Transcribe exactly each line of the entries, from the opening line to the line with "pub(crate) struct FileArgs", with both of those lines included.
Start of Block
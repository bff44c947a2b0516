use std::path::{Path, PathBuf};

use clap::{Args, Subcommand};
use color_eyre::eyre::WrapErr;
use tracing::info;
use vaultcli_crypto::{DataCypher, SaltedEnvelope, WrappedWorkspaceKey};
use vaultcli_vault::{Secret, SecretView};

use crate::{
    key_management::{read_input, UserKeys},
    render::{CommandOutput, CommandResult},
};

#[derive(Subcommand, Clone)]
pub(crate) enum SecretCommand {
    #[command(long_about = "Decrypt a secret as returned by the server, read from stdin.")]
    Decrypt(SecretArgs),

    #[command(long_about = "Encrypt a decrypted secret, read from stdin, for upload.")]
    Encrypt(SecretArgs),

    #[command(long_about = "Decrypt the file attached to a secret.")]
    File(FileArgs),
}

#[derive(Args, Clone)]
pub(crate) struct SecretArgs {
    #[arg(long, help = "Wrapped workspace key, as stored in the workspace membership.")]
    pub(crate) workspace_key: WrappedWorkspaceKey,

    #[arg(long, help = "Read the secret JSON from this file instead of stdin.")]
    pub(crate) input: Option<PathBuf>,
}

#[derive(Args, Clone)]
pub(crate) struct FileArgs {
    #[arg(long, help = "Wrapped workspace key, as stored in the workspace membership.")]
    pub(crate) workspace_key: WrappedWorkspaceKey,

    #[arg(long, help = "The secret JSON holding the encrypted file metadata.")]
    pub(crate) secret: PathBuf,

    #[arg(long, help = "Read the encrypted blob data from this file instead of stdin.")]
    pub(crate) input: Option<PathBuf>,

    #[arg(long, help = "Where to write the file, defaults to its original name.")]
    pub(crate) output: Option<PathBuf>,
}

impl SecretCommand {
    pub(crate) fn run(self, config_path: Option<&Path>) -> CommandResult {
        match self {
            SecretCommand::Decrypt(args) => {
                let secret: Secret = serde_json::from_slice(&read_input(args.input.as_deref())?)
                    .wrap_err("Input is not a valid secret")?;
                let cypher = UserKeys::load(config_path)?.cypher();

                Ok(CommandOutput::object(
                    secret.decrypt(&cypher, &args.workspace_key)?,
                ))
            }
            SecretCommand::Encrypt(args) => {
                let view: SecretView = serde_json::from_slice(&read_input(args.input.as_deref())?)
                    .wrap_err("Input is not a valid secret")?;
                let cypher = UserKeys::load(config_path)?.cypher();

                Ok(CommandOutput::object(
                    view.encrypt(&cypher, &args.workspace_key)?,
                ))
            }
            SecretCommand::File(args) => args.run(config_path),
        }
    }
}

impl FileArgs {
    fn run(self, config_path: Option<&Path>) -> CommandResult {
        let secret: Secret = serde_json::from_slice(&read_input(Some(self.secret.as_path()))?)
            .wrap_err("Input is not a valid secret")?;
        let blob_data: SaltedEnvelope = String::from_utf8(read_input(self.input.as_deref())?)
            .wrap_err("Encrypted blob is not valid text")?
            .parse()?;

        let cypher = UserKeys::load(config_path)?.cypher();
        let key = DataCypher::from_workspace_key(&cypher.unwrap_workspace_key(&self.workspace_key)?);
        let file = secret.decrypt_file(&blob_data, &key)?;

        let path = self
            .output
            .unwrap_or_else(|| PathBuf::from(sanitize_file_name(&file.meta.filename)));
        std::fs::write(&path, &file.data)
            .wrap_err_with(|| format!("vaultcli cannot write file '{}'", path.display()))?;
        info!(path = %path.display(), bytes = file.data.len(), "Wrote secret file");

        Ok(CommandOutput::object(file.meta))
    }
}

/// Keep only the last component of a server provided name.
fn sanitize_file_name(name: &str) -> String {
    Path::new(name)
        .file_name()
        .map(|n| n.to_string_lossy().into_owned())
        .unwrap_or_else(|| "secret.bin".to_owned())
}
End of Block
(FINISHED TASK)
repository bff44c947a2b0516
use std::path::{Path, PathBuf};

use clap::{Args, Subcommand};
use color_eyre::eyre::WrapErr;
use tracing::info;
use vaultcli_crypto::{DataCypher, SaltedEnvelope, WrappedWorkspaceKey};
use vaultcli_vault::{Secret, SecretView};

use crate::{
    key_management::{read_input, UserKeys},
    render::{CommandOutput, CommandResult},
};

#[derive(Subcommand, Clone)]
pub(crate) enum SecretCommand {
    #[command(long_about = "Decrypt a secret as returned by the server, read from stdin.")]
    Decrypt(SecretArgs),

    #[command(long_about = "Encrypt a decrypted secret, read from stdin, for upload.")]
    Encrypt(SecretArgs),

    #[command(long_about = "Decrypt the file attached to a secret.")]
    File(FileArgs),
}

#[derive(Args, Clone)]
pub(crate) struct SecretArgs {
    #[arg(long, help = "Wrapped workspace key, as stored in the workspace membership.")]
    pub(crate) workspace_key: WrappedWorkspaceKey,

    #[arg(long, help = "Read the secret JSON from this file instead of stdin.")]
    pub(crate) input: Option<PathBuf>,
}

#[derive(Args, Clone)]
pub(crate) struct FileArgs {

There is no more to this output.